> [WORK TASK]
Copy out each line in the material below that has the word "portal".

> [RECORDS PROVIDED]
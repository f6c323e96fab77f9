//! Normalized feed entries and their content-derived identity.

use chrono::{DateTime, Datelike, Timelike, Utc};
use sha1::{Digest, Sha1};

/// One feed entry reduced to the fields the portal cares about.
///
/// Never persisted; its identity slug is what survives into the CMS.
#[derive(Debug, Clone, PartialEq)]
pub struct NormalizedEntry {
    pub title: String,
    /// Author display names, in feed order. May be empty.
    pub authors: Vec<String>,
    pub url: String,
    /// Empty string when the feed carried no usable image.
    pub image_url: String,
    pub timestamp: DateTime<Utc>,
}

impl NormalizedEntry {
    /// SHA-1 of the canonical serialization, used as the draft slug.
    ///
    /// Re-ingesting the same entry therefore produces the same slug and
    /// dies on the CMS's slug-uniqueness constraint instead of creating
    /// a duplicate draft.
    pub fn identity_slug(&self) -> String {
        let mut hasher = Sha1::new();
        hasher.update(self.canonical_repr().as_bytes());
        hex::encode(hasher.finalize())
    }

    /// Canonical serialization of the entry.
    ///
    /// The format is frozen to the portal's historical one (a Python
    /// dict literal, timestamps rendered as `datetime.datetime(...)`
    /// with a pytz-style `tzinfo=<UTC>`). Changing a single byte here
    /// would re-ingest every known entry under a new slug.
    pub fn canonical_repr(&self) -> String {
        let authors = self
            .authors
            .iter()
            .map(|name| py_string_repr(name))
            .collect::<Vec<_>>()
            .join(", ");

        format!(
            "{{'title': {}, 'authors': [{}], 'url': {}, 'image_url': {}, 'timestamp': {}}}",
            py_string_repr(&self.title),
            authors,
            py_string_repr(&self.url),
            py_string_repr(&self.image_url),
            py_datetime_repr(self.timestamp),
        )
    }
}

/// Python `repr()` of a string: single-quoted unless the value contains
/// a single quote and no double quote.
fn py_string_repr(value: &str) -> String {
    let quote = if value.contains('\'') && !value.contains('"') {
        '"'
    } else {
        '\''
    };

    let mut out = String::with_capacity(value.len() + 2);
    out.push(quote);
    for ch in value.chars() {
        match ch {
            '\\' => out.push_str("\\\\"),
            '\n' => out.push_str("\\n"),
            '\r' => out.push_str("\\r"),
            '\t' => out.push_str("\\t"),
            c if c == quote => {
                out.push('\\');
                out.push(c);
            }
            c => out.push(c),
        }
    }
    out.push(quote);
    out
}

/// Python `repr()` of an aware UTC datetime. Trailing zero seconds and
/// microseconds are omitted, as CPython does.
fn py_datetime_repr(ts: DateTime<Utc>) -> String {
    let micros = ts.timestamp_subsec_micros();
    let mut fields = format!(
        "{}, {}, {}, {}, {}",
        ts.year(),
        ts.month(),
        ts.day(),
        ts.hour(),
        ts.minute()
    );
    if ts.second() != 0 || micros != 0 {
        fields.push_str(&format!(", {}", ts.second()));
    }
    if micros != 0 {
        fields.push_str(&format!(", {micros}"));
    }
    format!("datetime.datetime({fields}, tzinfo=<UTC>)")
}

#[cfg(test)]
mod tests {
    use chrono::TimeZone;

    use super::*;

    fn utc(y: i32, mo: u32, d: u32, h: u32, mi: u32, s: u32) -> DateTime<Utc> {
        Utc.with_ymd_and_hms(y, mo, d, h, mi, s).unwrap()
    }

    #[test]
    fn ecsy_entry_has_stable_identity_slug() {
        let entry = NormalizedEntry {
            title: "ECSY Developer tools extension".to_string(),
            authors: vec!["Fernando Serrano".to_string()],
            url: "https://blog.mozvr.com/ecsy-developer-tools/".to_string(),
            image_url: "https://blog.mozvr.com/content/images/2019/12/ecsy-header.png"
                .to_string(),
            timestamp: utc(2019, 12, 10, 22, 47, 43),
        };

        assert_eq!(
            entry.identity_slug(),
            "c0a61483f56d003695c55eb33a8da04a5f32cfd2"
        );
    }

    #[test]
    fn identity_covers_quotes_empty_authors_and_zero_seconds() {
        let entry = NormalizedEntry {
            title: "It's a wrap".to_string(),
            authors: vec![],
            url: "https://example.com/wrap".to_string(),
            image_url: String::new(),
            timestamp: utc(2020, 6, 1, 9, 30, 0),
        };

        assert_eq!(
            entry.canonical_repr(),
            "{'title': \"It's a wrap\", 'authors': [], 'url': 'https://example.com/wrap', \
             'image_url': '', 'timestamp': datetime.datetime(2020, 6, 1, 9, 30, tzinfo=<UTC>)}"
        );
        assert_eq!(
            entry.identity_slug(),
            "3e51c2d5a4f8afe2ec3353308e8b24e2620c6ed3"
        );
    }

    #[test]
    fn identity_covers_multiple_authors_and_microseconds() {
        let timestamp = utc(2020, 2, 1, 10, 0, 5) + chrono::Duration::microseconds(250_000);
        let entry = NormalizedEntry {
            title: "Firefox at FOSDEM".to_string(),
            authors: vec!["A. Author".to_string(), "B. Author".to_string()],
            url: "https://example.com/fosdem".to_string(),
            image_url: "https://example.com/img.png".to_string(),
            timestamp,
        };

        assert_eq!(
            entry.identity_slug(),
            "da867ca48d87db86a65259be681db81141f2e8d8"
        );
    }

    #[test]
    fn reingested_entry_is_idempotent_by_slug() {
        let entry = NormalizedEntry {
            title: "Same entry".to_string(),
            authors: vec!["One".to_string()],
            url: "https://example.com/same".to_string(),
            image_url: String::new(),
            timestamp: utc(2021, 3, 4, 5, 6, 7),
        };
        assert_eq!(entry.identity_slug(), entry.clone().identity_slug());
    }
}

> [RESPONSE AREA]
/// One feed entry reduced to the fields the portal cares about.
    /// The format is frozen to the portal's historical one (a Python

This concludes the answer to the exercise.